HIVE: Evaluating the Human Interpretability of Visual Explanations
- URL: http://arxiv.org/abs/2112.03184v1
- Date: Mon, 6 Dec 2021 17:30:47 GMT
- Title: HIVE: Evaluating the Human Interpretability of Visual Explanations
- Authors: Sunnie S. Y. Kim and Nicole Meister and Vikram V. Ramaswamy and Ruth
Fong and Olga Russakovsky
- Abstract summary: We propose a novel human evaluation framework HIVE (Human Interpretability of Visual Explanations) for diverse interpretability methods in computer vision.
Our results suggest that explanations (regardless of if they are actually correct) engender human trust, yet are not distinct enough for users to distinguish between correct and incorrect predictions.

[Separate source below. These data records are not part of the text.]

// SPDX-License-Identifier: MIT

use crate::adk::action::ActionHandler;
use crate::adk::error::ActionError;
use crate::stepflow::workflow::state::ExecutionState;
use async_trait::async_trait;
use once_cell::sync::Lazy;
use reqwest::{Client, Method};
use serde::Deserialize;
use serde_json::{json, Map, Value};
use std::collections::BTreeMap;
use std::time::Duration;
use url::Url;

// --- Static schema ---

static HTTP_SCHEMA: Lazy<Value> = Lazy::new(|| {
    json!({
        "type": "object",
        "properties": {
            "url": {
                "type": "string",
                "description": "Absolute http(s) URL"
            },
            "method": {
                "type": "string",
                "description": "HTTP method (default GET)"
            },
            "headers": {
                "type": "object",
                "additionalProperties": { "type": "string" }
            },
            "query": {
                "type": "object",
                "description": "Query parameters appended to the URL"
            },
            "body": {
                "description": "JSON request body"
            },
            "timeoutMs": {
                "type": "integer",
                "description": "Request timeout in milliseconds"
            },
            "failOnStatus": {
                "type": "boolean",
                "description": "Fail the node on a non-2xx status (default true)"
            }
        },
        "required": ["url"]
    })
});

#[derive(Debug, Deserialize)]
#[serde(rename_all = "camelCase")]
struct HttpParams {
    url: String,
    #[serde(default)]
    method: Option<String>,
    #[serde(default)]
    headers: BTreeMap<String, String>,
    #[serde(default)]
    query: Map<String, Value>,
    #[serde(default)]
    body: Option<Value>,
    #[serde(default)]
    timeout_ms: Option<u64>,
    #[serde(default = "default_fail_on_status")]
    fail_on_status: bool,
}

fn default_fail_on_status() -> bool {
    true
}

/// Performs an HTTP request and returns `{ status, headers, body }`
pub struct HttpAction {
    client: Client,
    default_timeout: Duration,
}

impl HttpAction {
    pub fn new(default_timeout: Duration) -> Self {
        Self {
            client: Client::new(),
            default_timeout,
        }
    }

    fn parse_params(params: &Value) -> Result<(HttpParams, Method, Url), ActionError> {
        let params: HttpParams = serde_json::from_value(params.clone())
            .map_err(|e| ActionError::invalid_params("http", e.to_string()))?;

        let method = params.method.as_deref().unwrap_or("GET").to_ascii_uppercase();
        let method = Method::from_bytes(method.as_bytes())
            .map_err(|_| ActionError::invalid_params("http", format!("bad method '{}'", method)))?;

        let mut url = Url::parse(&params.url)
            .map_err(|e| ActionError::invalid_params("http", format!("bad url '{}': {}", params.url, e)))?;
        if !matches!(url.scheme(), "http" | "https") {
            return Err(ActionError::invalid_params(
                "http",
                format!("unsupported scheme '{}'", url.scheme()),
            ));
        }
        if !params.query.is_empty() {
            let mut pairs = url.query_pairs_mut();
            for (key, value) in &params.query {
                let value = match value {
                    Value::String(s) => s.clone(),
                    other => other.to_string(),
                };
                pairs.append_pair(key, &value);
            }
        }

        Ok((params, method, url))
    }
}

#[async_trait]
impl ActionHandler for HttpAction {
    fn name(&self) -> &str {
        "http"
    }

    fn description(&self) -> &str {
        "Sends an HTTP request. JSON responses are parsed, anything else is returned as text."
    }

    fn schema(&self) -> &Value {
        &HTTP_SCHEMA
    }

    async fn perform(
        &self,
        action_type: &str,
        params: &Value,
        _state: &ExecutionState,
    ) -> Result<Value, ActionError> {
        let (params, method, url) = Self::parse_params(params)?;
        let timeout = params
            .timeout_ms
            .map(Duration::from_millis)
            .unwrap_or(self.default_timeout);

        log::info!("{} {} {}", action_type, method, url);

        let mut request = self.client.request(method, url.clone()).timeout(timeout);
        for (name, value) in &params.headers {
            request = request.header(name.as_str(), value.as_str());
        }
        if let Some(body) = &params.body {
            request = request.json(body);
        }

        let resp = request
            .send()
            .await
            .map_err(|e| ActionError::failed(action_type, e.to_string()))?;

        let status = resp.status();
        let headers: Map<String, Value> = resp
            .headers()
            .iter()
            .filter_map(|(k, v)| Some((k.to_string(), json!(v.to_str().ok()?))))
            .collect();
        let text = resp
            .text()
            .await
            .map_err(|e| ActionError::failed(action_type, e.to_string()))?;
        let body = serde_json::from_str::<Value>(&text).unwrap_or(Value::String(text));

        if params.fail_on_status && !status.is_success() {
            return Err(ActionError::failed(
                action_type,
                format!("{} returned HTTP {}: {}", url, status.as_u16(), body),
            ));
        }

        Ok(json!({
            "status": status.as_u16(),
            "headers": headers,
            "body": body,
        }))
    }
}
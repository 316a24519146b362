// SPDX-License-Identifier: MIT

pub mod builder;
pub mod expression;
pub mod graph;
pub mod loader;
pub mod persistence;
pub mod registry;
pub mod retry;
pub mod state;
pub mod types;
// SPDX-License-Identifier: MIT

use crate::adk::action::ActionHandler;
use crate::adk::error::ActionError;
use crate::stepflow::workflow::state::ExecutionState;
use async_trait::async_trait;
use once_cell::sync::Lazy;
use serde_json::{json, Value};

static TRANSFORM_SCHEMA: Lazy<Value> = Lazy::new(|| {
    json!({
        "type": "object",
        "properties": {
            "value": {
                "description": "Any JSON value; {{ }} templates are resolved before the action runs"
            }
        },
        "required": ["value"]
    })
});

/// Reshapes data between steps.
///
/// Parameters arrive interpolated, so `{ "value": { "total": "{{ $node.a.n + 1 }}" } }`
/// already carries the computed object by the time `perform` sees it.
pub struct TransformAction;

#[async_trait]
impl ActionHandler for TransformAction {
    fn name(&self) -> &str {
        "transform"
    }

    fn description(&self) -> &str {
        "Returns its interpolated `value` parameter as the step result."
    }

    fn schema(&self) -> &Value {
        &TRANSFORM_SCHEMA
    }

    async fn perform(
        &self,
        action_type: &str,
        params: &Value,
        _state: &ExecutionState,
    ) -> Result<Value, ActionError> {
        params
            .get("value")
            .cloned()
            .ok_or_else(|| ActionError::invalid_params(action_type, "missing 'value'"))
    }
}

- Score: 20.060507122989645
- License: http://creativecommons.org/licenses/by/4.0/
- Abstract: As machine learning is increasingly applied to high-impact, high-risk
domains, there have been a number of new methods aimed at making AI models more
human interpretable. Despite the recent growth of interpretability work, there
is a lack of systematic evaluation of proposed techniques. In this work, we
propose a novel human evaluation framework HIVE (Human Interpretability of
Visual Explanations) for diverse interpretability methods in computer vision;
to the best of our knowledge, this is the first work of its kind. We argue that
human studies should be the gold standard in properly evaluating how
interpretable a method is to human users. While human studies are often avoided
due to challenges associated with cost, study design, and cross-method
comparison, we describe how our framework mitigates these issues and conduct
IRB-approved studies of four methods that represent the diversity of
interpretability works: GradCAM, BagNet, ProtoPNet, and ProtoTree. Our results
suggest that explanations (regardless of if they are actually correct) engender
human trust, yet are not distinct enough for users to distinguish between
correct and incorrect predictions. Lastly, we also open-source our framework to
enable future studies and to encourage more human-centered approaches to
interpretability.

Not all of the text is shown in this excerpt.